Die Schattenseite von Diversity

13.08.2007

Eine großangelegte amerikanische Studie stellt ernüchternd fest: Je unterschiedlicher eine Gemeinschaft zusammengesetzt ist, desto mehr neigen die Menschen zum Misstrauen und Rückzug.

Wird eine Gesellschaft durch Zuwanderer reicher? Die einen bejahen dies freudig, andere haben Angst vor Überfremdung. Eine großangelegte Studie unter Leitung des renommierten amerikanischen Sozialforschers Robert Putnam (Harvard University) stärkt nun die Argumente der Gegner von multikulturellem Zusammenleben: Je höher die Diversität in einer Gemeinschaft ist, desto geringer ist ihr soziales Kapital, so das Ergebnis, das soeben das Online-Magazin Telepolis veröffentlicht.
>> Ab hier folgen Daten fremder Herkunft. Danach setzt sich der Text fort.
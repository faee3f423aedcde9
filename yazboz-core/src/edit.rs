//! Single-field edit mode.
//!
//! The scoreboard edits one value at a time: pick a target, prefill the
//! input with what is stored, then commit or cancel.

use crate::ledger::{self, LedgerError};
use crate::session::SessionRecord;

#[derive(Debug, Clone, Copy, PartialEq, Eq)]
pub enum EditTarget {
    Score { player: usize, round: usize },
    Name { player: usize },
    Penalty { player: usize, index: usize },
    HandTarget,
    TargetScore,
}

#[derive(Debug, Clone, PartialEq, Eq)]
pub struct EditSession {
    pub target: EditTarget,
    pub text: String,
}

impl EditSession {
    /// Open an edit, prefilled with the stored value. Targets that no longer
    /// exist prefill as empty and fail on commit.
    #[must_use]
    pub fn begin(record: &SessionRecord, target: EditTarget) -> Self {
        let text = match target {
            EditTarget::Score { player, round } => record
                .rounds
                .get(player)
                .and_then(|row| row.get(round))
                .map(ToString::to_string),
            EditTarget::Name { player } => record.players.get(player).cloned(),
            EditTarget::Penalty { player, index } => record
                .penalties
                .get(player)
                .and_then(|row| row.get(index))
                .map(ToString::to_string),
            EditTarget::HandTarget => Some(record.hand_target.to_string()),
            EditTarget::TargetScore => Some(record.target_score.to_string()),
        };
        Self {
            target,
            text: text.unwrap_or_default(),
        }
    }

    /// Apply the edited text to `record`.
    ///
    /// # Errors
    ///
    /// Whatever the matching ledger operation rejects.
    pub fn commit(&self, record: &SessionRecord) -> Result<SessionRecord, LedgerError> {
        match self.target {
            EditTarget::Score { player, round } => {
                ledger::edit_round(record, player, round, &self.text)
            }
            EditTarget::Name { player } => ledger::rename_player(record, player, &self.text),
            EditTarget::Penalty { player, index } => {
                ledger::edit_penalty(record, player, index, &self.text)
            }
            EditTarget::HandTarget => ledger::set_hand_target(record, &self.text),
            EditTarget::TargetScore => ledger::set_target_score(record, &self.text),
        }
    }
}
Die Studie, die Putnam in Zusammenarbeit mit der Universität von Manchester durchführte, dürfte die größte ihrer Art sein: über 30.000 Personen aus 41 "communities", verstreut über die ganzen USA und aus den unterschiedlichsten Lebensverhältnissen wurden interviewt: Weiße, Latinos, Schwarze und Asiaten. Putnam ist übrigens ein engagierter Wissenschaftler, der sich öffentlich immer wieder für zivilgesellschaftliche Beteiligung stark macht; eine amerikanische Zeitung bezeichnete ihn vor kurzem als "nationalen Guru des Bürgerengagements".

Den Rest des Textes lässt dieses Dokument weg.